I had an experience a few months ago and had a proper lease with my tenants so when they did not pay the rent i sent them a letter reminding them of the lease and the terms of payment, i sent a copy of this letter to social welfare also, when the rent was not received the second month i gave them 28 days to vacate the property and did not refund the deposit, they robbed everything they could get their hands on, so i now have the property with a management company and they deal with my new tenants on my behalf..


----------



## amgd28 (7 Aug 2008)

Just had a bit of a nightmare issue with one of my tenants:

Scenario:
Phone rings on Friday at 5pm of August Bank holiday weekend
"There is a leak in the house, it is very urgent"
I ask is it leaking at that moment, he says no, was leaking earlier. I try m best to get someone up there (I am opposite end of the country for the weekend), and get someone to agree to be up there first thing next morning, which considering the avialability of tradesmen on a bank holiday weekend, thought was a decent performance. Tenant accepts this
Call 30 minutes later tenant very aggressive wanting someone there NOW. States he is in fear of the potential damage. At this stage, I bribe the previous builder to get up there ASAP. 
He gets up there for 7pm, inspects, no leak, identifies the leak was relating to shower trap, and organises to come back with plumber in the morning to do a complete fix.
Builder + plumber arrives back in the morning to be told they are not wanted, as tenant wants to relax over the weekend. Reluctantly agree to this on condition that shower is not used at the weekend as this is an emergency repaid. You will note how tenant 'emergency' changes from Friday afternoon to Saturday
Tuesday morning builder arranges to arrive to inspect and organise the work. Tenant gets aggressive and insists that no work be carried out!!

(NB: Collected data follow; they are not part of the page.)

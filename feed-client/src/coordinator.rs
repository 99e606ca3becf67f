//! Mutation Coordinator - optimistic post mutations.
//!
//! Each user intent goes through the same envelope:
//!
//! 1. Authorize against the viewer (pure, no network)
//! 2. Refuse if the same kind of mutation is already in flight for the post
//! 3. Apply the optimistic value through a [`Transaction`]
//! 4. Dispatch exactly one backend call
//! 5. Commit the server's value, or abort to the snapshot
//!
//! The in-flight marker is a guard dropped on every path. Delete is the
//! exception to step 3: a post is removed only once the backend confirms.

use feed_core::{
    ContentField, FeedStore, LikeField, MutationKind, OptimisticField, PinField, Transaction,
    Viewer,
};
use feed_types::{DiscussionPost, LikeState, PinState, PostContent, PostId};
use std::future::Future;
use std::sync::Arc;
use tokio::sync::{Mutex, RwLock};

use crate::context::FeedContext;
use crate::error::{ClientError, ServiceError};
use crate::inflight::InFlight;
use crate::notice::Notices;
use crate::service::MutationService;

/// Result of a mutation request that passed authorization.
#[derive(Debug, Clone, PartialEq, Eq)]
pub enum Outcome<T> {
    /// The backend accepted the mutation; carries its authoritative result.
    Committed(T),
    /// The same mutation was already in flight; nothing was dispatched.
    Ignored,
}

impl<T> Outcome<T> {
    /// Whether the request was dropped as a duplicate.
    pub fn is_ignored(&self) -> bool {
        matches!(self, Outcome::Ignored)
    }
}

/// Run the remainder of a dispatched mutation on its own task and wait for it.
///
/// Once an optimistic value is written, reconciliation must happen whether
/// or not the caller keeps polling: dropping the returned future detaches
/// the task instead of cancelling it.
pub(crate) async fn detached<T, Fut>(kind: MutationKind, work: Fut) -> Result<T, ClientError>
where
    T: Send + 'static,
    Fut: Future<Output = Result<T, ClientError>> + Send + 'static,
{
    match tokio::spawn(work).await {
        Ok(result) => result,
        Err(e) => {
            tracing::warn!("{} task ended abnormally: {}", kind, e);
            Err(ClientError::Interrupted {
                action: kind,
                reason: e.to_string(),
            })
        }
    }
}

/// Executes optimistic post mutations against the shared feed store.
#[derive(Clone)]
pub struct MutationCoordinator {
    store: Arc<Mutex<FeedStore>>,
    writer: Arc<dyn MutationService>,
    viewer: Arc<RwLock<Viewer>>,
    in_flight: InFlight,
    notices: Notices,
}

impl MutationCoordinator {
    /// Create a coordinator over the shared context.
    pub fn new(writer: Arc<dyn MutationService>, context: &FeedContext) -> Self {
        Self {
            store: Arc::clone(&context.store),
            writer,
            viewer: Arc::clone(&context.viewer),
            in_flight: context.in_flight.clone(),
            notices: context.notices.clone(),
        }
    }

    /// Toggle the viewer's like on a post.
    pub async fn toggle_like(&self, id: &PostId) -> Result<Outcome<LikeState>, ClientError> {
        self.optimistic::<LikeField, _, _>(
            MutationKind::Like,
            id,
            |state| state.toggled(),
            |writer, id| async move { writer.toggle_like(&id).await },
        )
        .await
    }

    /// Toggle a post's pinned flag. Elevated role only.
    pub async fn toggle_pin(&self, id: &PostId) -> Result<Outcome<PinState>, ClientError> {
        self.optimistic::<PinField, _, _>(
            MutationKind::Pin,
            id,
            |state| PinState {
                is_pinned: !state.is_pinned,
            },
            |writer, id| async move { writer.toggle_pin(&id).await },
        )
        .await
    }

    /// Replace a post's title and body. Author only.
    pub async fn edit_post(
        &self,
        id: &PostId,
        content: PostContent,
    ) -> Result<Outcome<PostContent>, ClientError> {
        let sent = content.clone();
        self.optimistic::<ContentField, _, _>(
            MutationKind::EditPost,
            id,
            move |_| content,
            move |writer, id| async move { writer.update_discussion(&id, &sent).await },
        )
        .await
    }

    /// Delete a post. Elevated role only. The post leaves the feed only after
    /// the backend confirms.
    pub async fn delete_post(&self, id: &PostId) -> Result<Outcome<()>, ClientError> {
        let kind = MutationKind::DeletePost;
        self.authorize(kind, id).await?;

        let Some(guard) = self.in_flight.try_acquire(kind, id.as_str()) else {
            tracing::debug!("Ignoring {} on {}: already in flight", kind, id);
            return Ok(Outcome::Ignored);
        };

        let store = Arc::clone(&self.store);
        let writer = Arc::clone(&self.writer);
        let notices = self.notices.clone();
        let id = id.clone();
        detached(kind, async move {
            let _guard = guard;
            tracing::debug!("Dispatching {} on {}", kind, id);
            match writer.delete_discussion(&id).await {
                Ok(()) => {
                    store.lock().await.remove_post(&id);
                    tracing::info!("Deleted discussion {}", id);
                    Ok(Outcome::Committed(()))
                }
                Err(e) => Err(notices.mutation_failed(kind, id.as_str(), e)),
            }
        })
        .await
    }

    /// Whether a mutation of `kind` is outstanding for the post.
    pub fn is_in_flight(&self, kind: MutationKind, id: &PostId) -> bool {
        self.in_flight.is_in_flight(kind, id.as_str())
    }

    async fn optimistic<F, C, Fut>(
        &self,
        kind: MutationKind,
        id: &PostId,
        delta: impl FnOnce(&F::Value) -> F::Value,
        call: C,
    ) -> Result<Outcome<F::Value>, ClientError>
    where
        F: OptimisticField<DiscussionPost> + 'static,
        F::Value: Send + 'static,
        C: FnOnce(Arc<dyn MutationService>, PostId) -> Fut,
        Fut: Future<Output = Result<F::Value, ServiceError>> + Send + 'static,
    {
        self.authorize(kind, id).await?;

        let Some(guard) = self.in_flight.try_acquire(kind, id.as_str()) else {
            tracing::debug!("Ignoring {} on {}: already in flight", kind, id);
            return Ok(Outcome::Ignored);
        };

        let tx = {
            let mut store = self.store.lock().await;
            let post = store
                .get_mut(id)
                .ok_or_else(|| ClientError::NotFound(id.clone()))?;
            Transaction::<F, DiscussionPost>::apply(post, delta)
        };

        // From here on the transaction must end in commit or abort even if
        // the caller stops polling.
        let request = call(Arc::clone(&self.writer), id.clone());
        let store = Arc::clone(&self.store);
        let notices = self.notices.clone();
        let id = id.clone();
        detached(kind, async move {
            let _guard = guard;
            tracing::debug!("Dispatching {} on {}", kind, id);
            let result = request.await;

            let mut store = store.lock().await;
            let post = store.get_mut(&id);
            match result {
                Ok(authoritative) => {
                    match post {
                        Some(post) => tx.commit(post, authoritative.clone()),
                        None => tracing::debug!("{} on {} committed after removal", kind, id),
                    }
                    tracing::debug!("Committed {} on {}", kind, id);
                    Ok(Outcome::Committed(authoritative))
                }
                Err(e) => {
                    if let Some(post) = post {
                        tx.abort(post);
                    }
                    drop(store);
                    Err(notices.mutation_failed(kind, id.as_str(), e))
                }
            }
        })
        .await
    }

    async fn authorize(&self, kind: MutationKind, id: &PostId) -> Result<(), ClientError> {
        let permitted = {
            let store = self.store.lock().await;
            let post = store
                .get(id)
                .ok_or_else(|| ClientError::NotFound(id.clone()))?;
            self.viewer.read().await.may_mutate_post(kind, post)
        };
        if permitted {
            Ok(())
        } else {
            Err(self.notices.denied(kind, id.as_str()))
        }
    }
}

The initial repair is approx 1 day's job, and as he on Friday compained about something unrelated, we arrange to get this addressed also. We offer tenant alternative accommodation even though there is little or no disruption to the tenant (work carried on during the day when he is at work).

Our letting agent rings him and he agrees to co-operate. LAter that evening he rings builder and is abusive and threatening. Same evening my wife visits to confirm that the works are essential and must go ahead. He physically threatens and shouts at her. We lodge a record of the incident to the Gardai as my wife had to run out of the property in fear for her safety.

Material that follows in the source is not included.